Displacement and Discomfort are Good!
Nobody likes to be uncomfortable and going to a different place, with a different culture, with people you might not initially understand can be scary. But before you back away from discomfort, remember that it’s a place where we grow and learn to understand others better.
I am not a person who is comfortable speaking in front of groups of more than five people. As a teen, I was not at all comfortable praying in front of other people who were older than me or who I did not know. So, when I went to Mexico with my youth group and we were asked to pray for people in the community that we were partnered with, you can imagine my discomfort. At that moment I was very aware that I did not speak Spanish well, that my group was full of enthusiastic outgoing believers, and that God was tugging at my heart to pray for someone that day.
A couple that asked us to pray for them mentioned that they needed healing because the husband had back issues keeping him from work. My hands, reaching out in their direction, were shaking and wet from sweat. In the silence before anyone spoke my heart was ticking at a rate that seemed ten times faster than usual and I felt like God was urging me to say something. I tried to insist that I could pray for them in my head or when I got back to my room, but God said, “now and aloud.” So, reluctantly, I did, and the Holy Spirit spoke through me.
After this moment, and other moments of growth with God, when people ask me to pray out loud or even speak to an audience of people, I don’t have the same reluctance I used to. This is not because I am completely comfortable speaking in front of others but because, among other reasons, I know that God helps us grow through situations we may fear. In many ways, putting ourselves in situations that initially seem scary or intimidating can lead to growth and greater understanding.
Of course, it’s important to pray and use discernment first, but your short-term mission trip can be a time to embrace the growth in discomfort. Take time to respectfully understand people and cultures that are not like your own, use those mediocre Spanish speaking skills to try to create relationships, and/or boldly and wisely respond to whatever God is calling you to in a given moment.

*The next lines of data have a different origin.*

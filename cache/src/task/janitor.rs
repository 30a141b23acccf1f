use crate::policy::{AccessEvent, AdmissionDecision};
use crate::shared::CacheShared;

use std::hash::{BuildHasher, Hash};
use std::sync::atomic::{AtomicBool, Ordering};
use std::sync::{Arc, Weak};
use std::thread::{self, JoinHandle};
use std::time::Duration;

/// The max number of events of each kind to apply during cooperative
/// maintenance (e.g., on a write). Kept small so the caller stays fast.
pub(crate) const COOPERATIVE_MAINTENANCE_DRAIN_LIMIT: usize = 64;

/// The max number of events of each kind to apply during a janitor run.
/// This can be larger as it runs on a background thread.
const JANITOR_MAINTENANCE_DRAIN_LIMIT: usize = 1024;

/// The background thread that periodically drains the policy buffers and
/// enforces the capacity bound.
pub(crate) struct Janitor {
  stop_flag: Arc<AtomicBool>,
  _handle: Option<JoinHandle<()>>,
}

impl Janitor {
  /// Spawns a new janitor thread.
  ///
  /// The thread only holds a weak reference, so it never keeps the cache
  /// alive and exits on its own once the cache is dropped.
  pub(crate) fn spawn<K, V, H>(shared: Weak<CacheShared<K, V, H>>, tick_interval: Duration) -> Self
  where
    K: Eq + Hash + Clone + Send + Sync + 'static,
    V: Send + Sync + 'static,
    H: BuildHasher + Clone + Send + Sync + 'static,
  {
    let stop_flag = Arc::new(AtomicBool::new(false));
    let stop_clone = stop_flag.clone();

    let handle = thread::Builder::new()
      .name("cache-janitor".into())
      .spawn(move || {
        while !stop_clone.load(Ordering::Relaxed) {
          thread::sleep(tick_interval);
          let Some(shared) = shared.upgrade() else {
            break;
          };
          if stop_clone.load(Ordering::Relaxed) {
            break;
          }
          let guard = shared.maintenance_lock.try_lock();
          if guard.is_some() {
            perform_maintenance(&shared, Some(JANITOR_MAINTENANCE_DRAIN_LIMIT));
          }
          drop(guard);
        }
        tracing::trace!("janitor thread exiting");
      })
      .map_err(|error| tracing::warn!(%error, "failed to spawn janitor thread"))
      .ok();

    Self {
      stop_flag,
      _handle: handle,
    }
  }

  /// Signals the janitor thread to stop. Does not join: the last reference
  /// to the cache may be released by the janitor itself.
  pub(crate) fn stop(self) {
    self.stop_flag.store(true, Ordering::Relaxed);
  }
}

/// Applies buffered access events to the policy, then evicts until the
/// cache is within capacity.
///
/// The caller must hold `maintenance_lock`. With `drain_limit` of `None`
/// every event buffered at the start of the pass is applied.
pub(crate) fn perform_maintenance<K, V, H>(
  shared: &CacheShared<K, V, H>,
  drain_limit: Option<usize>,
) where
  K: Eq + Hash + Clone + Send + Sync + 'static,
  V: Send + Sync + 'static,
  H: BuildHasher + Clone + Send + Sync + 'static,
{
  let Some(events) = &shared.events else {
    return;
  };
  let policy = &shared.policy;

  // 1. Reads only reorder the policy, so losing some is fine.
  let budget = drain_limit.unwrap_or_else(|| events.read_rx.len());
  for event in events.read_rx.try_iter().take(budget) {
    if let AccessEvent::Read(key, weight) = event {
      policy.on_access(&key, weight);
    }
  }

  // 2. Writes and removes are validated against the map: an event that
  // arrives after the entry changed again is stale.
  let budget = drain_limit.unwrap_or_else(|| events.write_rx.len());
  for event in events.write_rx.try_iter().take(budget) {
    match event {
      AccessEvent::Write(key, entry) => {
        if entry.value().is_none() {
          continue;
        }
        match policy.on_admit(&key, entry.weight()) {
          AdmissionDecision::Admit => {}
          AdmissionDecision::Reject => shared.evict_entry(&key, &entry),
          AdmissionDecision::AdmitAndEvict(victims) => {
            for victim in &victims {
              shared.evict_key(victim);
            }
          }
        }
      }
      AccessEvent::Remove(key) => {
        if !shared.is_resolved(&key) {
          policy.on_remove(&key);
        }
      }
      AccessEvent::Read(key, weight) => policy.on_access(&key, weight),
    }
  }

  // 3. Evict down to capacity.
  if !shared.bounded {
    return;
  }
  loop {
    let capacity = shared.capacity.load(Ordering::Relaxed);
    let current = shared.weighted_size.load(Ordering::Relaxed);
    if current <= capacity {
      break;
    }
    let (victims, freed) = policy.evict(current - capacity);
    if victims.is_empty() {
      break;
    }
    tracing::trace!(
      victims = victims.len(),
      freed,
      "evicting entries over capacity"
    );
    for victim in &victims {
      shared.evict_key(victim);
    }
  }
}
use crate::error::CacheError;
use crate::future::{BulkFuture, BulkMember, CacheFuture};
use crate::handles::{AsyncCache, Cache};
use crate::loader::{AsyncCacheLoader, CacheLoader};
use crate::scope::ComputeScope;
use crate::shared::RefreshStart;

use std::collections::{HashMap, HashSet};
use std::fmt;
use std::hash::{BuildHasher, Hash};
use std::ops::Deref;
use std::sync::Arc;
use std::thread;

use futures_util::FutureExt;

/// A synchronous cache that computes missing values with a [`CacheLoader`].
///
/// Derefs to [`Cache`] for every operation that does not involve the loader.
pub struct LoadingCache<K, V, H = ahash::RandomState> {
  cache: Cache<K, V, H>,
  loader: Arc<dyn CacheLoader<K, V>>,
}

impl<K, V, H> Clone for LoadingCache<K, V, H> {
  fn clone(&self) -> Self {
    Self {
      cache: self.cache.clone(),
      loader: self.loader.clone(),
    }
  }
}

impl<K, V, H> fmt::Debug for LoadingCache<K, V, H>
where
  K: Eq + Hash,
  H: BuildHasher + Clone,
{
  fn fmt(&self, f: &mut fmt::Formatter<'_>) -> fmt::Result {
    f.debug_struct("LoadingCache")
      .field("cache", &self.cache)
      .finish_non_exhaustive()
  }
}

impl<K, V, H> Deref for LoadingCache<K, V, H> {
  type Target = Cache<K, V, H>;

  fn deref(&self) -> &Self::Target {
    &self.cache
  }
}

impl<K, V, H> LoadingCache<K, V, H>
where
  K: Eq + Hash + Clone + Send + Sync + 'static,
  V: Send + Sync + 'static,
  H: BuildHasher + Clone + Send + Sync + 'static,
{
  pub(crate) fn new(cache: Cache<K, V, H>, loader: Arc<dyn CacheLoader<K, V>>) -> Self {
    Self { cache, loader }
  }

  /// Returns the value for `key`, loading it if it is missing.
  ///
  /// `Ok(None)` means the loader found no value; nothing is stored.
  pub fn get(&self, key: &K) -> Result<Option<Arc<V>>, CacheError> {
    let loader = &self.loader;
    self
      .cache
      .shared
      .get_or_compute(key, true, false, |key| loader.load(key).map_err(CacheError::load))
  }

  /// Returns the values for `keys`, loading every missing one with a single
  /// call to [`CacheLoader::load_all`].
  pub fn get_all<I>(&self, keys: I) -> Result<HashMap<K, Arc<V>>, CacheError>
  where
    I: IntoIterator<Item = K>,
  {
    let loader = &self.loader;
    self
      .cache
      .shared
      .get_all_or_compute(keys, |keys| loader.load_all(keys).map_err(CacheError::load))
  }

  /// Reloads `key` on a background thread.
  ///
  /// Readers keep getting the current value until the reload succeeds. A
  /// failed reload keeps the current value and is only logged; a reload
  /// that finds no value removes the key. A missing key is loaded normally.
  /// If the key is already being loaded or reloaded, returns that
  /// computation's future instead of starting another.
  pub fn refresh(&self, key: &K) -> CacheFuture<V> {
    let loader = self.loader.clone();
    let (handle, task): (CacheFuture<V>, Box<dyn FnOnce() + Send>) =
      match self.cache.shared.begin_refresh(key) {
        RefreshStart::Joined(handle) => return handle,
        RefreshStart::Load(flight) => (
          flight.handle(),
          Box::new(move || {
            let result = {
              let _scope = ComputeScope::enter(flight.cell());
              loader.load(flight.key()).map_err(CacheError::load)
            };
            flight.complete(result);
          }),
        ),
        RefreshStart::Reload(flight) => (
          flight.handle(),
          Box::new(move || {
            let result = loader
              .reload(flight.key(), flight.old())
              .map_err(CacheError::load);
            flight.complete(result);
          }),
        ),
      };

    // On failure the task is dropped, which cancels the flight it owns.
    if let Err(error) = thread::Builder::new()
      .name("cache-refresh".into())
      .spawn(task)
    {
      tracing::warn!(%error, "failed to spawn refresh thread");
    }
    handle
  }

  /// Refreshes every key in `keys`. The result holds the keys that have a
  /// value once their refresh finishes.
  pub fn refresh_all<I>(&self, keys: I) -> BulkFuture<K, V>
  where
    I: IntoIterator<Item = K>,
  {
    let mut seen = HashSet::new();
    let members = keys
      .into_iter()
      .filter(|key| seen.insert(key.clone()))
      .map(|key| {
        let cell = self.refresh(&key).into_cell();
        BulkMember {
          key,
          cell,
          required: false,
        }
      })
      .collect();
    BulkFuture::join(HashMap::new(), members)
  }
}

/// An asynchronous cache that computes missing values with an
/// [`AsyncCacheLoader`].
///
/// Derefs to [`AsyncCache`] for every operation that does not involve the
/// loader.
pub struct AsyncLoadingCache<K, V, H = ahash::RandomState> {
  cache: AsyncCache<K, V, H>,
  loader: Arc<dyn AsyncCacheLoader<K, V>>,
}

impl<K, V, H> Clone for AsyncLoadingCache<K, V, H> {
  fn clone(&self) -> Self {
    Self {
      cache: self.cache.clone(),
      loader: self.loader.clone(),
    }
  }
}

impl<K, V, H> fmt::Debug for AsyncLoadingCache<K, V, H>
where
  K: Eq + Hash,
  H: BuildHasher + Clone,
{
  fn fmt(&self, f: &mut fmt::Formatter<'_>) -> fmt::Result {
    f.debug_struct("AsyncLoadingCache")
      .field("cache", &self.cache)
      .finish_non_exhaustive()
  }
}

impl<K, V, H> Deref for AsyncLoadingCache<K, V, H> {
  type Target = AsyncCache<K, V, H>;

  fn deref(&self) -> &Self::Target {
    &self.cache
  }
}

impl<K, V, H> AsyncLoadingCache<K, V, H>
where
  K: Eq + Hash + Clone + Send + Sync + 'static,
  V: Send + Sync + 'static,
  H: BuildHasher + Clone + Send + Sync + 'static,
{
  pub(crate) fn new(cache: AsyncCache<K, V, H>, loader: Arc<dyn AsyncCacheLoader<K, V>>) -> Self {
    Self { cache, loader }
  }

  /// Returns the future for `key`, spawning a load if it is missing.
  pub fn get(&self, key: &K) -> CacheFuture<V> {
    let loader = &self.loader;
    self.cache.shared.get_or_spawn(key, |key| {
      loader
        .load(key)
        .map(|result| result.map_err(CacheError::load))
    })
  }

  /// Returns the values for `keys`, loading every missing one with a single
  /// call to [`AsyncCacheLoader::load_all`].
  pub fn get_all<I>(&self, keys: I) -> BulkFuture<K, V>
  where
    I: IntoIterator<Item = K>,
  {
    let loader = &self.loader;
    self.cache.shared.get_all_or_spawn(keys, |keys| {
      loader
        .load_all(keys)
        .map(|result| result.map_err(CacheError::load))
    })
  }

  /// Reloads `key` on the spawner. Same contract as
  /// [`LoadingCache::refresh`].
  pub fn refresh(&self, key: &K) -> CacheFuture<V> {
    let shared = &self.cache.shared;
    match shared.begin_refresh(key) {
      RefreshStart::Joined(handle) => handle,
      RefreshStart::Load(flight) => {
        let handle = flight.handle();
        let future = {
          let _scope = ComputeScope::enter(flight.cell());
          self.loader.load(flight.key())
        };
        shared.spawn(flight.run(future.map(|result| result.map_err(CacheError::load))));
        handle
      }
      RefreshStart::Reload(flight) => {
        let handle = flight.handle();
        let future = self.loader.reload(flight.key(), flight.old().clone());
        shared.spawn(flight.run(future.map(|result| result.map_err(CacheError::load))));
        handle
      }
    }
  }

  pub fn refresh_all<I>(&self, keys: I) -> BulkFuture<K, V>
  where
    I: IntoIterator<Item = K>,
  {
    let mut seen = HashSet::new();
    let members = keys
      .into_iter()
      .filter(|key| seen.insert(key.clone()))
      .map(|key| {
        let cell = self.refresh(&key).into_cell();
        BulkMember {
          key,
          cell,
          required: false,
        }
      })
      .collect();
    BulkFuture::join(HashMap::new(), members)
  }
}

Be Open to Change and Listen to God
Finally, on par with most of these tips, allow yourself to be vulnerable and to change. In my experience, a gift of being young is we have the space to change perspective as we grow. I have found that it is important to pay attention to the wonders, stories, and injustices that God may expose to me daily. Because many short-term mission trips are so far from home and what we know, new perspectives or frames of understanding become more apparent.
Don’t forget to take the time to reflect on these things as they are happening. Depending on how you best process things, you may have time to decompress the day’s events with a friend from the trip or simply by praying on your own. I wrote in a journal every night before bed which helped me reflect on the ways God was working.
“Search me, God, and know my heart; test me and know my anxious thoughts. See if there is any offensive way in me and lead me in the way everlasting.” – Psalm 139:23-24
When we return from short-term missions it’s easy to fall back into our daily lives of school, friends, work, sports, etc., and leave behind the lessons we learned and the relationships we made as important but distant memories. Remember that even after your short-term mission, God’s mission continues. You can implement new perspectives and understanding in the way you live your daily life and sometimes there are options to continue building relationships with the people you met. Like sponsoring a child.
If you went with a group of people, like your youth group, try to stay in contact to decompress and pray together. Be aware that God may be calling you to something more, in your daily life or beyond. My best advice is to be a good listener. Ask God to help you interpret your trip through His eyes and reveal what your next steps may be.